Install this WordPress staging plugin free on your live site, activate it, and create staging using it. The process it simple, and well-guided.

Once your a WordPress staging site is created, it will be available in the Sites page of your InstaWP dashboard.

Use the auto-login option for this WP staging site to go to its WordPress dashboard quickly.

Now, you can customize the staging of your live site as you see fit, especially if you’re creating it for a client.

The Advanced Code Editor, which is in-built in your InstaWP account, can be used to modify the code (HTML, CSS, PHP) of your site. Not just that, you can even add, rename, delete, and modify files according to your need.

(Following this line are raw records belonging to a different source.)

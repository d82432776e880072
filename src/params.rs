//! Layered run-parameter resolution.
//!
//! A parameter is searched within different sources in a fixed order:
//! command-line overrides (`--set`), process environment variables,
//! runner defaults, agent-declared defaults, environment-declared
//! defaults. The first source containing the name wins. A present
//! `null` is a valid value, distinct from an absent name.
//!
//! After a parameter is found, at most one cleaner is applied (converts
//! the raw value into the desired type). Cleaners are looked up in
//! runner, then agent, then environment order.

use std::collections::BTreeMap;
use std::path::PathBuf;

use serde_json::Value;

use crate::error::{Result, UniError};

/// Converts a raw parameter value into a typed one, or rejects it with
/// a reason.
pub type Cleaner = fn(&Value) -> std::result::Result<Value, String>;

/// Immutable parameter snapshot built once at startup.
///
/// Resolution is pure: repeated calls with the same snapshot return the
/// same value. The process environment is captured at construction
/// time.
pub struct ParameterResolver {
    overrides: BTreeMap<String, Value>,
    environ: BTreeMap<String, Value>,
    runner_defaults: BTreeMap<String, Value>,
    agent_defaults: BTreeMap<String, Value>,
    environment_defaults: BTreeMap<String, Value>,
    cleaner_layers: [BTreeMap<String, Cleaner>; 3],
}

impl ParameterResolver {
    /// Create a snapshot seeded with command-line overrides; the
    /// process environment is captured here.
    pub fn new(overrides: BTreeMap<String, Value>) -> Self {
        let environ = std::env::vars()
            .map(|(k, v)| (k, Value::String(v)))
            .collect();
        Self {
            overrides,
            environ,
            runner_defaults: BTreeMap::new(),
            agent_defaults: BTreeMap::new(),
            environment_defaults: BTreeMap::new(),
            cleaner_layers: [BTreeMap::new(), BTreeMap::new(), BTreeMap::new()],
        }
    }

    /// Replace the captured environment map (used by tests).
    pub fn with_environ(mut self, environ: BTreeMap<String, Value>) -> Self {
        self.environ = environ;
        self
    }

    pub fn with_runner_defaults(mut self, defaults: BTreeMap<String, Value>) -> Self {
        self.runner_defaults = defaults;
        self
    }

    pub fn with_agent_defaults(mut self, defaults: BTreeMap<String, Value>) -> Self {
        self.agent_defaults = defaults;
        self
    }

    pub fn with_environment_defaults(mut self, defaults: BTreeMap<String, Value>) -> Self {
        self.environment_defaults = defaults;
        self
    }

    pub fn with_runner_cleaners(mut self, cleaners: BTreeMap<String, Cleaner>) -> Self {
        self.cleaner_layers[0] = cleaners;
        self
    }

    pub fn with_agent_cleaners(mut self, cleaners: BTreeMap<String, Cleaner>) -> Self {
        self.cleaner_layers[1] = cleaners;
        self
    }

    pub fn with_environment_cleaners(mut self, cleaners: BTreeMap<String, Cleaner>) -> Self {
        self.cleaner_layers[2] = cleaners;
        self
    }

    fn sources(&self) -> [&BTreeMap<String, Value>; 5] {
        [
            &self.overrides,
            &self.environ,
            &self.runner_defaults,
            &self.agent_defaults,
            &self.environment_defaults,
        ]
    }

    /// Resolve a parameter by name.
    ///
    /// Fails with a configuration error when the name is absent from
    /// all five sources, or when the registered cleaner rejects the
    /// found value.
    pub fn resolve(&self, name: &str) -> Result<Value> {
        let value = self
            .sources()
            .iter()
            .find_map(|source| source.get(name))
            .ok_or_else(|| {
                UniError::Configuration(format!("parameter {name} is missing, please define it"))
            })?;

        for cleaners in &self.cleaner_layers {
            if let Some(cleaner) = cleaners.get(name) {
                return cleaner(value).map_err(|reason| {
                    UniError::Configuration(format!(
                        "parameter {name} value `{value}` is in the wrong format ({reason})"
                    ))
                });
            }
        }

        Ok(value.clone())
    }

    pub fn resolve_i64(&self, name: &str) -> Result<i64> {
        let value = self.resolve(name)?;
        match &value {
            Value::Number(n) => n
                .as_i64()
                .ok_or_else(|| type_error(name, &value, "integer")),
            Value::String(s) => s
                .trim()
                .parse()
                .map_err(|_| type_error(name, &value, "integer")),
            _ => Err(type_error(name, &value, "integer")),
        }
    }

    pub fn resolve_f64(&self, name: &str) -> Result<f64> {
        let value = self.resolve(name)?;
        match &value {
            Value::Number(n) => n
                .as_f64()
                .ok_or_else(|| type_error(name, &value, "number")),
            Value::String(s) => s
                .trim()
                .parse()
                .map_err(|_| type_error(name, &value, "number")),
            _ => Err(type_error(name, &value, "number")),
        }
    }

    pub fn resolve_str(&self, name: &str) -> Result<String> {
        let value = self.resolve(name)?;
        match value {
            Value::String(s) => Ok(s),
            other => Err(type_error(name, &other, "string")),
        }
    }

    pub fn resolve_path(&self, name: &str) -> Result<PathBuf> {
        self.resolve_str(name).map(PathBuf::from)
    }
}

fn type_error(name: &str, value: &Value, expected: &str) -> UniError {
    UniError::Configuration(format!(
        "parameter {name} value `{value}` is in the wrong format (expected {expected})"
    ))
}

/// Standard cleaners usable by the runner and by plugins.
pub mod cleaners {
    use serde_json::Value;

    pub fn int(value: &Value) -> Result<Value, String> {
        match value {
            Value::Number(n) if n.is_i64() => Ok(value.clone()),
            Value::String(s) => s
                .trim()
                .parse::<i64>()
                .map(Value::from)
                .map_err(|e| e.to_string()),
            _ => Err(format!("expected an integer, got {value}")),
        }
    }

    pub fn float(value: &Value) -> Result<Value, String> {
        match value {
            Value::Number(_) => Ok(value.clone()),
            Value::String(s) => s
                .trim()
                .parse::<f64>()
                .map(Value::from)
                .map_err(|e| e.to_string()),
            _ => Err(format!("expected a number, got {value}")),
        }
    }
}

Once you’re done with all the checks and your website is complete, you can easily push the WP staging site to live again.

Great, isn’t it? 

With InstaWP’s free version, your site will remain online for two days. 

If you get the paid version, you can keep it for as long as you want, obviously.

Ready to push changes from staging to production?

InstaWP offers built-in migration support for all popular hosting providers, as shown below:

Or, if you’re moving to another host, you can either use the Migrate V2 option or click on LocalWP.

Moving WordPress Staging to Live using InstaWP Migrate V2 option
Moving WordPress Staging to Live using InstaWP Migrate V2 option

Just enter the details, and let InstaWP do the rest! It’s an ideal solution for agencies or freelancers that work with several clients. 

Use InstaWP to Supercharge Your Staging Workflows

Staging is a critical part of the development process. Testing the site carefully is vital to ensure everything is working properly before you push it live. So, use a sandbox environment to build and test your sites. A WordPress staging plugin, in addition, can speed up your process.

InstaWP makes it easy for users to quickly optimize their site and test out new plugins or features before pushing them live. It’s much easier to use its WP Staging plugin to create WordPress staging. Always test and showcase your work to your client before you actually migrate it to a new host and take it live.